*DATA SECTION*.
------------------------------------------------

//! Property shape lowering

use shaclxsd_core::vocab::sh;
use shaclxsd_core::{ShapeGraph, Term};
use shaclxsd_xsd::{
    Attribute, Content, Element, Facet, FacetKind, NodeId, Restriction, SimpleType, Union, Use,
    XsdNode,
};
use tracing::{debug, warn};

use crate::classify::is_scalar_uniform;
use crate::config::ConversionConfig;
use crate::context::LoweringContext;
use crate::registry::{Lowered, Slot};
use crate::shapes::{Enumeration, PropertyShapeView};

/// Lower one property shape into an element or attribute node.
///
/// Returns `None` for shapes without `sh:path`, and for identities already
/// claimed by a node shape.
pub fn lower_property_shape<G: ShapeGraph + ?Sized>(
    ctx: &mut LoweringContext<'_, G>,
    shape: &Term,
) -> Option<NodeId> {
    match ctx.registry.get(shape) {
        Some(Slot::Done(Lowered::Element(node))) | Some(Slot::Done(Lowered::Attribute(node))) => {
            return Some(node)
        }
        Some(_) => return None,
        None => {}
    }

    let view = PropertyShapeView::read(ctx.graph, shape, &ctx.config.attribute_marker);
    if view.path.is_none() {
        debug!(shape = %shape, "property shape without sh:path skipped");
        ctx.registry.store(shape.clone(), Lowered::Skipped);
        return None;
    }

    if let (Some(branches), false) = (&view.disjunction, view.is_attribute) {
        let node = lower_disjunction(ctx, &view, branches);
        ctx.registry.store(shape.clone(), Lowered::Element(node));
        return Some(node);
    }

    let scalar = scalar_type(ctx.config, &view);
    let mut content = Content::Type(scalar.clone());
    let mut fixed = None;
    let mut restriction: Option<Restriction> = None;

    match &view.enumeration {
        None | Some(Enumeration::Empty) => {}
        Some(Enumeration::Members(members)) => match members.as_slice() {
            [] => {}
            [only] => {
                fixed = Some(only.lexical().to_string());
                content = Content::None;
            }
            members => {
                let mut enumeration = Restriction::new(scalar.clone());
                enumeration.facets.extend(
                    members
                        .iter()
                        .map(|m| Facet::new(FacetKind::Enumeration, m.lexical())),
                );
                restriction = Some(enumeration);
            }
        },
        Some(Enumeration::Single(value)) => fixed = Some(value.lexical().to_string()),
    }

    if view.has_facets() {
        let facets = &mut restriction
            .get_or_insert_with(|| Restriction::new(scalar.clone()))
            .facets;
        append_facets(facets, &view);
    }

    if let Some(restriction) = restriction {
        let restriction = ctx.tree.add(XsdNode::Restriction(restriction));
        let simple = ctx.tree.add(XsdNode::SimpleType(SimpleType {
            content: restriction,
        }));
        content = Content::Inline(simple);
    }

    let (node, lowered) = if view.is_attribute {
        let usage = match view.min_count {
            Some(min) if min > 0 => Use::Required,
            _ => Use::Optional,
        };
        let node = ctx.tree.add(XsdNode::Attribute(Attribute {
            name: view.name.clone(),
            usage,
            content,
            fixed,
        }));
        (node, Lowered::Attribute(node))
    } else {
        let mut element = Element::named(view.name.clone(), content);
        element.fixed = fixed;
        element.min_occurs = view.min_count.filter(|&n| n != 1);
        element.max_occurs = view.max_count.filter(|&n| n != 1);
        let node = ctx.tree.add(XsdNode::Element(element));
        (node, Lowered::Element(node))
    };

    debug!(
        shape = %shape,
        name = %view.name,
        attribute = view.is_attribute,
        "lowered property shape"
    );
    ctx.registry.store(shape.clone(), lowered);
    Some(node)
}

/// Element typed by an inline union, or by a plain text restriction when a
/// branch is structural
fn lower_disjunction<G: ShapeGraph + ?Sized>(
    ctx: &mut LoweringContext<'_, G>,
    view: &PropertyShapeView,
    branches: &[Term],
) -> NodeId {
    let content = if is_scalar_uniform(ctx.graph, branches) {
        let member_types = member_types(ctx.graph, branches);
        ctx.tree.add(XsdNode::Union(Union { member_types }))
    } else {
        warn!(
            shape = %view.id,
            name = %view.name,
            "structural sh:or on a property shape is narrowed to an unconstrained {} restriction",
            ctx.config.default_text_type
        );
        ctx.tree.add(XsdNode::Restriction(Restriction::new(
            ctx.config.default_text_type.clone(),
        )))
    };
    let simple = ctx.tree.add(XsdNode::SimpleType(SimpleType { content }));
    ctx.tree.add(XsdNode::Element(Element::named(
        view.name.clone(),
        Content::Inline(simple),
    )))
}

/// Datatype local names of scalar branches, in branch order
pub(crate) fn member_types<G: ShapeGraph + ?Sized>(graph: &G, branches: &[Term]) -> Vec<String> {
    branches
        .iter()
        .filter_map(|branch| graph.value_of(branch, sh::DATATYPE))
        .map(|datatype| datatype.local_name().to_string())
        .collect()
}

fn scalar_type(config: &ConversionConfig, view: &PropertyShapeView) -> String {
    match &view.datatype {
        Some(datatype) => datatype.local_name().to_string(),
        None if view.has_numeric_bounds() => config.default_numeric_type.clone(),
        None => config.default_text_type.clone(),
    }
}

/// Append value facets after any enumerations, in canonical order
fn append_facets(facets: &mut Vec<Facet>, view: &PropertyShapeView) {
    let bounds = [
        (FacetKind::Pattern, &view.pattern),
        (FacetKind::MinExclusive, &view.min_exclusive),
        (FacetKind::MaxExclusive, &view.max_exclusive),
        (FacetKind::MinInclusive, &view.min_inclusive),
        (FacetKind::MaxInclusive, &view.max_inclusive),
    ];
    for (kind, value) in bounds {
        if let Some(value) = value {
            facets.push(Facet::new(kind, value.clone()));
        }
    }

    let exact = match (&view.length, &view.min_length, &view.max_length) {
        (Some(length), _, _) => Some(length),
        (None, Some(min), Some(max)) if same_length(min, max) => Some(min),
        _ => None,
    };
    match exact {
        Some(length) => facets.push(Facet::new(FacetKind::Length, length.clone())),
        None => {
            if let Some(min) = &view.min_length {
                facets.push(Facet::new(FacetKind::MinLength, min.clone()));
            }
            if let Some(max) = &view.max_length {
                facets.push(Facet::new(FacetKind::MaxLength, max.clone()));
            }
        }
    }
}

fn same_length(a: &str, b: &str) -> bool {
    match (a.trim().parse::<u64>(), b.trim().parse::<u64>()) {
        (Ok(a), Ok(b)) => a == b,
        _ => a == b,
    }
}
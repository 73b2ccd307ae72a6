//! Error types for schema rendering

use thiserror::Error;

/// Result type for the xsd crate
pub type Result<T> = std::result::Result<T, XsdError>;

#[derive(Error, Debug)]
pub enum XsdError {
    #[error("XML write error: {0}")]
    Xml(#[from] quick_xml::Error),

    #[error("rendered schema is not valid UTF-8: {0}")]
    Utf8(#[from] std::string::FromUtf8Error),

    #[error("I/O error: {0}")]
    Io(#[from] std::io::Error),

    #[error("node {0} is not part of this tree")]
    DanglingNode(usize),
}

------------------------------------------------

*EXERCISE OBJECTIVE*. Of the lines above, extract only those from the line with "use crate::config::ConversionConfig;" to the line with "ctx.registry.store(shape.clone(), Lowered::Element(node));", both included, exactly as written.

*ANSWER TO THE EXERCISE*.
use crate::config::ConversionConfig;
use crate::context::LoweringContext;
use crate::registry::{Lowered, Slot};
use crate::shapes::{Enumeration, PropertyShapeView};

/// Lower one property shape into an element or attribute node.
///
/// Returns `None` for shapes without `sh:path`, and for identities already
/// claimed by a node shape.
pub fn lower_property_shape<G: ShapeGraph + ?Sized>(
    ctx: &mut LoweringContext<'_, G>,
    shape: &Term,
) -> Option<NodeId> {
    match ctx.registry.get(shape) {
        Some(Slot::Done(Lowered::Element(node))) | Some(Slot::Done(Lowered::Attribute(node))) => {
            return Some(node)
        }
        Some(_) => return None,
        None => {}
    }

    let view = PropertyShapeView::read(ctx.graph, shape, &ctx.config.attribute_marker);
    if view.path.is_none() {
        debug!(shape = %shape, "property shape without sh:path skipped");
        ctx.registry.store(shape.clone(), Lowered::Skipped);
        return None;
    }

    if let (Some(branches), false) = (&view.disjunction, view.is_attribute) {
        let node = lower_disjunction(ctx, &view, branches);
        ctx.registry.store(shape.clone(), Lowered::Element(node));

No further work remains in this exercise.